This morning’s Twitter has been ablaze with this front page headline on The Times:
(you’ll be able to click on it to get a bigger version you can read).
Personally, politically, this absolutely disgusts me. The way this is portrayed smacks of the sort of revolting politics that Fascist states dabble in – making organisations publicly list particular people for reasons they make sound innocuous or even sensible, but actually harbour gross distortions of what is generally seen as right.
Many commentators are arguing this rhetoric in the UK has been rising since the EU referendum because of things like this:
And that is true – hate crime statistics have risen in everywhere except Scotland since the June vote. Although we cannot be that complacent in Scotland. The most recent Scottish Social Attitudes Survey (the fieldwork for which was done in 2015) show worrying attitudes to in-migration, with 41 per cent of respondents agreeing that “Scotland would begin to lose its identity if more Muslims came to live in Scotland” and 30 per cent of people agreeing with the statement “people from Eastern Europe take jobs away from other people in Scotland”.

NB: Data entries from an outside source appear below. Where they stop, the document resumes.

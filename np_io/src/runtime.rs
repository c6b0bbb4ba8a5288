use async_trait::async_trait;
use serde::de::DeserializeOwned;

use np_core::Error;

use crate::cmdexec::{CommandExecutor, ExecOptions, Output};
use crate::traits::RuntimeProbe;

/// Asks the `php` binary on PATH about itself.
#[derive(Debug, Clone)]
pub struct PhpRuntime {
    executor: CommandExecutor,
    binary: String,
}

impl PhpRuntime {
    pub fn new(executor: CommandExecutor) -> Self {
        Self::with_binary(executor, "php")
    }

    pub fn with_binary(executor: CommandExecutor, binary: impl Into<String>) -> Self {
        Self {
            executor: executor.with(
                ExecOptions::new()
                    .stdout(Output::Capture)
                    .stderr(Output::Capture),
            ),
            binary: binary.into(),
        }
    }

    async fn eval<T: DeserializeOwned>(&self, code: String) -> Result<T, Error> {
        let output = self
            .executor
            .run(&self.binary, ["-r".to_string(), code])
            .await
            .map_err(|e| Error::RuntimeProbeFailure {
                message: e.to_string(),
            })?;

        serde_json::from_slice(&output.stdout).map_err(|e| Error::RuntimeProbeFailure {
            message: format!(
                "unexpected output {:?}: {}",
                output.stdout_str().trim(),
                e
            ),
        })
    }
}

pub(crate) fn version_script() -> String {
    "echo json_encode(PHP_VERSION);".to_string()
}

pub(crate) fn extension_script(name: &str) -> String {
    format!(
        "echo json_encode(extension_loaded('{}'));",
        name.replace(['\\', '\''], "")
    )
}

#[async_trait]
impl RuntimeProbe for PhpRuntime {
    async fn version(&self) -> Result<String, Error> {
        self.eval(version_script()).await
    }

    async fn is_extension_enabled(&self, name: &str) -> Result<bool, Error> {
        self.eval(extension_script(name)).await
    }
}

#[cfg(test)]
mod tests {
    use super::*;
    use crate::cmdexec::{CommandOutput, FakeRunner};

    #[tokio::test]
    async fn reports_version_from_json() {
        let fake = FakeRunner::new();
        fake.on(
            ["php", "-r", "echo json_encode(PHP_VERSION);"],
            CommandOutput::ok("\"8.2.10\""),
        );

        let runtime = PhpRuntime::new(fake.executor());
        assert_eq!(runtime.version().await.unwrap(), "8.2.10");
    }

    #[tokio::test]
    async fn probes_run_with_captured_output() {
        let fake = FakeRunner::new();
        fake.on(
            ["php", "-r", "echo json_encode(PHP_VERSION);"],
            CommandOutput::ok("\"8.1.0\""),
        );

        PhpRuntime::new(fake.executor()).version().await.unwrap();

        let invocation = &fake.invocations()[0];
        assert_eq!(invocation.options.stdout_mode(), Output::Capture);
    }

    #[tokio::test]
    async fn reports_extension_state() {
        let fake = FakeRunner::new();
        fake.on(
            ["php", "-r", "echo json_encode(extension_loaded('json'));"],
            CommandOutput::ok("true"),
        );
        fake.on(
            ["php", "-r", "echo json_encode(extension_loaded('igbinary'));"],
            CommandOutput::ok("false"),
        );

        let runtime = PhpRuntime::new(fake.executor());
        assert!(runtime.is_extension_enabled("json").await.unwrap());
        assert!(!runtime.is_extension_enabled("igbinary").await.unwrap());
    }

    #[test]
    fn extension_names_cannot_break_out_of_the_script() {
        assert_eq!(
            extension_script("x');system('id"),
            "echo json_encode(extension_loaded('x);system(id'));"
        );
    }

    #[tokio::test]
    async fn failed_php_is_probe_failure() {
        let fake = FakeRunner::new();
        fake.on(
            ["php", "-r", "echo json_encode(PHP_VERSION);"],
            CommandOutput::exit(255, "PHP Fatal error"),
        );

        let err = PhpRuntime::new(fake.executor()).version().await.unwrap_err();
        assert!(matches!(err, Error::RuntimeProbeFailure { .. }));
    }

    #[tokio::test]
    async fn garbage_output_is_probe_failure() {
        let fake = FakeRunner::new();
        fake.on(
            ["php", "-r", "echo json_encode(PHP_VERSION);"],
            CommandOutput::ok("Warning: something"),
        );

        let err = PhpRuntime::new(fake.executor()).version().await.unwrap_err();
        assert!(matches!(err, Error::RuntimeProbeFailure { .. }));
    }
}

So, why does immigration, or in-migration, come into social policy? Well, one of the key issues around social policy is the distribution of limited resources. As we discussed in lecture 3, this dates right back to the seventeenth-century when one’s parish was used a way to limit your access to welfare. Earlier this week, I blogged about the idea of “social citizenship“. Citizenship, in modern liberalism, is tied to nationhood and the nation-state.

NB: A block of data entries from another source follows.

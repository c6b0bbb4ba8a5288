//! Release stability tiers.
//!
//! Tiers are totally ordered by maturity, so filtering a release set against a
//! minimum tier is a plain `<` comparison.

use std::fmt;
use std::str::FromStr;

use crate::Error;

#[derive(Debug, Clone, Copy, PartialEq, Eq, PartialOrd, Ord, Hash, Default)]
pub enum Stability {
    #[default]
    Unknown,
    Snapshot,
    Devel,
    Alpha,
    Beta,
    Stable,
}

impl Stability {
    /// Lenient conversion used for registry and manifest data: anything
    /// unrecognised becomes `Unknown`.
    pub fn from_label(label: &str) -> Self {
        match label.trim() {
            "snapshot" => Stability::Snapshot,
            "devel" => Stability::Devel,
            "alpha" => Stability::Alpha,
            "beta" => Stability::Beta,
            "stable" => Stability::Stable,
            _ => Stability::Unknown,
        }
    }

    pub fn as_str(&self) -> &'static str {
        match self {
            Stability::Unknown => "unknown",
            Stability::Snapshot => "snapshot",
            Stability::Devel => "devel",
            Stability::Alpha => "alpha",
            Stability::Beta => "beta",
            Stability::Stable => "stable",
        }
    }
}

impl fmt::Display for Stability {
    fn fmt(&self, f: &mut fmt::Formatter<'_>) -> fmt::Result {
        f.write_str(self.as_str())
    }
}

/// Strict parsing, used for user input such as `--minimum-stability`.
impl FromStr for Stability {
    type Err = Error;

    fn from_str(s: &str) -> Result<Self, Self::Err> {
        match Stability::from_label(&s.to_ascii_lowercase()) {
            Stability::Unknown => Err(Error::InvalidStability {
                value: s.to_string(),
            }),
            known => Ok(known),
        }
    }
}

There might, therefore, be a legitimate reason in saying if people have not paid into the resources of the country then they should not be able to access them. There might be humanitarian exemptions from this relating to asylum-seekers, which virtually all nation states in the world have a moral duty to help under the United Nation Convention on Refugees.
Other in-migrants, for example those from EU states, tend to be young and actively seeking work, and have a higher employment rate than the non-migrant population. They are therefore paying in, so do deserve a level of support equal to anyone else in the nation-state.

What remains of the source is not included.